■ PROBLEM REQUIREMENTS ■
The expected answer is a single number, namely how many lines in the data below hold the word "Double".

■ RECORDS FOR PROCESSING ■
((

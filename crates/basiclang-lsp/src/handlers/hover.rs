//! Hover handler showing a declaration's signature.

use lsp_types::{Hover, HoverContents, HoverParams, MarkupContent, MarkupKind};

use super::utils::{document_uri, to_lsp_range, to_source_position};
use crate::analysis::Analysis;

/// Handle a hover request.
pub fn handle_hover(params: &HoverParams, analysis: &Analysis) -> Option<Hover> {
    let position = &params.text_document_position_params;
    let uri = document_uri(&position.text_document.uri);
    let (line, column) = to_source_position(position.position);

    let (span, text) = analysis.hover(&uri, line, column)?;
    Some(Hover {
        contents: HoverContents::Markup(MarkupContent {
            kind: MarkupKind::Markdown,
            value: text,
        }),
        range: Some(to_lsp_range(span)),
    })
}

#[cfg(test)]
mod tests {
    use super::*;
    use crate::config::ServerConfig;
    use crate::store::DocumentStore;
    use lsp_types::{Position, TextDocumentIdentifier, TextDocumentPositionParams, Uri};
    use std::str::FromStr;
    use std::sync::Arc;

    fn params(line: u32, character: u32) -> HoverParams {
        HoverParams {
            text_document_position_params: TextDocumentPositionParams {
                text_document: TextDocumentIdentifier {
                    uri: Uri::from_str("file:///h.bas").unwrap(),
                },
                position: Position::new(line, character),
            },
            work_done_progress_params: Default::default(),
        }
    }

    #[test]
    fn test_hover_on_usage() {
        let analysis = Analysis::new(
            Arc::new(DocumentStore::new()),
            Arc::new(ServerConfig::default()),
        );
        analysis.store().open(
            &"file:///h.bas".into(),
            "Public Function Area(w, h) As Double\nEnd Function\ny = Area(1, 2)\n",
        );

        let hover = handle_hover(&params(2, 4), &analysis).unwrap();
        let HoverContents::Markup(markup) = hover.contents else {
            panic!("expected markdown");
        };
        assert_eq!(markup.kind, MarkupKind::Markdown);
        assert!(markup.value.contains("Public Function Area(w, h) As Double"));
        assert_eq!(
            hover.range.map(|r| (r.start, r.end)),
            Some((Position::new(2, 4), Position::new(2, 8)))
        );
    }

    #[test]
    fn test_hover_on_undeclared_name() {
        let analysis = Analysis::new(
            Arc::new(DocumentStore::new()),
            Arc::new(ServerConfig::default()),
        );
        analysis.store().open(&"file:///h.bas".into(), "y = mystery\n");
        assert!(handle_hover(&params(0, 5), &analysis).is_none());
    }
}
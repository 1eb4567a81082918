//! Declaration lookup within a single snapshot.
//!
//! Only top-level `Class`, `Function` and `Sub` declarations are
//! addressable by name. Top-level variables and anything nested are
//! invisible to lookup, though they still appear in the outline.

use basiclang_syntax::{Access, Declaration, DeclarationKind, Span};

use crate::snapshot::{DocumentSnapshot, DocumentUri};

/// A span inside a specific document.
#[derive(Debug, Clone, PartialEq, Eq, Hash)]
pub struct Location {
    /// Document containing the span.
    pub uri: DocumentUri,
    /// The span itself.
    pub span: Span,
}

/// One row of a document outline.
#[derive(Debug, Clone, PartialEq, Eq)]
pub struct OutlineEntry {
    /// Declared name.
    pub name: String,
    /// Declaration kind.
    pub kind: DeclarationKind,
    /// Declared access.
    pub access: Access,
    /// Whole declaration.
    pub span: Span,
    /// Just the name.
    pub name_span: Span,
    /// Name of the enclosing declaration, if nested.
    pub container: Option<String>,
}

/// First top-level `Class`/`Function`/`Sub` whose name matches, ignoring
/// case.
pub fn find_declaration<'a>(snapshot: &'a DocumentSnapshot, name: &str) -> Option<&'a Declaration> {
    snapshot
        .declarations()
        .iter()
        .filter(|d| d.kind() != DeclarationKind::Variable)
        .find(|d| d.is_named(name))
}

/// Whether the declaration can be seen from other documents.
///
/// Classes always can; functions and subroutines only when declared
/// `Public`.
pub fn is_exported(declaration: &Declaration) -> bool {
    match declaration.kind() {
        DeclarationKind::Class => true,
        DeclarationKind::Function | DeclarationKind::Subroutine => {
            declaration.access() == Access::Public
        }
        DeclarationKind::Variable => false,
    }
}

/// Whether `name` resolves to an exported declaration in this snapshot.
/// Unknown names are private.
pub fn is_public(snapshot: &DocumentSnapshot, name: &str) -> bool {
    find_declaration(snapshot, name).is_some_and(is_exported)
}

/// Where `name` is declared in this snapshot.
pub fn definition_location(snapshot: &DocumentSnapshot, name: &str) -> Option<Location> {
    find_declaration(snapshot, name).map(|d| Location {
        uri: snapshot.uri().clone(),
        span: d.span(),
    })
}

/// Markdown hover text for the declaration of `name`.
pub fn hover_text(snapshot: &DocumentSnapshot, name: &str) -> Option<String> {
    let declaration = find_declaration(snapshot, name)?;
    let header = declaration.header();

    let signature = snapshot
        .line(header.span.start.line)
        .map(|line| line.trim().to_string())
        .filter(|line| !line.is_empty())
        .unwrap_or_else(|| format!("{} {}", declaration.kind(), header.name));

    let visibility = if is_exported(declaration) {
        "visible to all open documents"
    } else {
        "private to this document"
    };

    let detail = match declaration {
        Declaration::Class { members, .. } => {
            format!("**Class** with {} member(s), {}", members.len(), visibility)
        }
        Declaration::Function {
            parameters,
            return_type,
            ..
        } => {
            let returns = return_type
                .as_deref()
                .map(|t| format!(" returning `{t}`"))
                .unwrap_or_default();
            format!(
                "**Function** taking {} parameter(s){}, {}",
                parameters.len(),
                returns,
                visibility
            )
        }
        Declaration::Subroutine { parameters, .. } => format!(
            "**Sub** taking {} parameter(s), {}",
            parameters.len(),
            visibility
        ),
        Declaration::Variable { .. } => return None,
    };

    Some(format!("```basic\n{signature}\n```\n\n{detail}"))
}

/// Every declaration in the document, pre-order, with its container.
pub fn document_outline(snapshot: &DocumentSnapshot) -> Vec<OutlineEntry> {
    fn walk(declarations: &[Declaration], container: Option<&str>, out: &mut Vec<OutlineEntry>) {
        for declaration in declarations {
            let header = declaration.header();
            out.push(OutlineEntry {
                name: header.name.clone(),
                kind: declaration.kind(),
                access: header.access,
                span: header.span,
                name_span: header.name_span,
                container: container.map(str::to_string),
            });
            walk(declaration.children(), Some(&header.name), out);
        }
    }

    let mut entries = Vec::new();
    walk(snapshot.declarations(), None, &mut entries);
    entries
}

#[cfg(test)]
mod tests {
    use super::*;
    use basiclang_syntax::parse;

    const SOURCE: &str = "\
Public Class Account
  Dim balance As Long
  Public Sub Deposit(amount)
  End Sub
End Class

Private Function helper(a, b) As Long
  helper = a + b
End Function

Public Sub Main()
End Sub

Dim total
";

    fn snapshot(text: &str) -> DocumentSnapshot {
        DocumentSnapshot::new(DocumentUri::from("file:///s.bas"), text, parse(text), 1, None)
    }

    #[test]
    fn test_find_declaration_case_insensitive() {
        let snap = snapshot(SOURCE);
        assert_eq!(find_declaration(&snap, "ACCOUNT").map(|d| d.name()), Some("Account"));
        assert_eq!(find_declaration(&snap, "Helper").map(|d| d.name()), Some("helper"));
    }

    #[test]
    fn test_variables_and_members_not_addressable() {
        let snap = snapshot(SOURCE);
        assert!(find_declaration(&snap, "total").is_none());
        assert!(find_declaration(&snap, "Deposit").is_none());
        assert!(find_declaration(&snap, "balance").is_none());
    }

    #[test]
    fn test_visibility() {
        let snap = snapshot(SOURCE);
        assert!(is_public(&snap, "Account"));
        assert!(is_public(&snap, "main"));
        assert!(!is_public(&snap, "helper"));
        assert!(!is_public(&snap, "total"));
        assert!(!is_public(&snap, "missing"));
    }

    #[test]
    fn test_class_is_public_without_modifier() {
        let snap = snapshot("Class Shape\nEnd Class\n");
        assert!(is_public(&snap, "Shape"));
    }

    #[test]
    fn test_first_declaration_wins() {
        let snap = snapshot("Private Sub Run()\nEnd Sub\nPublic Sub run()\nEnd Sub\n");
        let declaration = find_declaration(&snap, "RUN").unwrap();
        assert_eq!(declaration.span().start.line, 1);
        assert!(!is_public(&snap, "Run"));
    }

    #[test]
    fn test_definition_location() {
        let snap = snapshot(SOURCE);
        let location = definition_location(&snap, "main").unwrap();
        assert_eq!(location.uri.as_str(), "file:///s.bas");
        assert_eq!(location.span.start.line, 11);
        assert!(definition_location(&snap, "nope").is_none());
    }

    #[test]
    fn test_hover_text() {
        let snap = snapshot(SOURCE);
        let text = hover_text(&snap, "helper").unwrap();
        assert!(text.starts_with("```basic\nPrivate Function helper(a, b) As Long\n```"));
        assert!(text.contains("2 parameter(s)"));
        assert!(text.contains("returning `Long`"));
        assert!(text.contains("private to this document"));

        let text = hover_text(&snap, "Account").unwrap();
        assert!(text.contains("**Class**"));
        assert!(text.contains("visible to all open documents"));

        assert!(hover_text(&snap, "total").is_none());
    }

    #[test]
    fn test_document_outline() {
        let snap = snapshot(SOURCE);
        let outline = document_outline(&snap);
        let rows: Vec<_> = outline
            .iter()
            .map(|e| (e.name.as_str(), e.container.as_deref()))
            .collect();
        assert_eq!(
            rows,
            [
                ("Account", None),
                ("balance", Some("Account")),
                ("Deposit", Some("Account")),
                ("helper", None),
                ("Main", None),
                ("total", None),
            ]
        );
    }
}
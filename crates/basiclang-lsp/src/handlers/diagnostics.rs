//! Diagnostics for publishing parse errors.

use basiclang_syntax::ParseError;
use lsp_types::{Diagnostic, DiagnosticSeverity, NumberOrString};

use super::utils::to_lsp_range;
use crate::snapshot::DocumentSnapshot;

/// Diagnostic source reported to the editor.
pub const DIAGNOSTIC_SOURCE: &str = "basiclang";

/// Convert a snapshot's parse errors to LSP diagnostics.
pub fn parse_errors_to_diagnostics(snapshot: &DocumentSnapshot) -> Vec<Diagnostic> {
    snapshot
        .errors()
        .iter()
        .map(parse_error_to_diagnostic)
        .collect()
}

/// Convert a single parse error to an LSP diagnostic.
pub fn parse_error_to_diagnostic(error: &ParseError) -> Diagnostic {
    Diagnostic {
        range: to_lsp_range(error.span),
        severity: Some(DiagnosticSeverity::ERROR),
        code: Some(NumberOrString::String(format!("B{:04}", error.kind_code()))),
        source: Some(DIAGNOSTIC_SOURCE.to_string()),
        message: error.message(),
        related_information: None,
        tags: None,
        code_description: None,
        data: None,
    }
}
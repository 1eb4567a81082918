#![no_main]
//! Fuzz target for the main parser.
//!
//! This fuzzer tests the parser's robustness against arbitrary input.
//! It ensures the parser doesn't panic, crash, or exhibit undefined behavior
//! when processing malformed or malicious input.

use libfuzzer_sys::fuzz_target;
use basiclang_syntax::parse;

fuzz_target!(|data: &[u8]| {
    // Only process valid UTF-8 strings
    if let Ok(input) = std::str::from_utf8(data) {
        // The parser should never panic, regardless of input
        // It may return errors, but should handle them gracefully
        let _ = parse(input);
    }
});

))

■ RESPONSE FOR THIS EXERCISE ■
2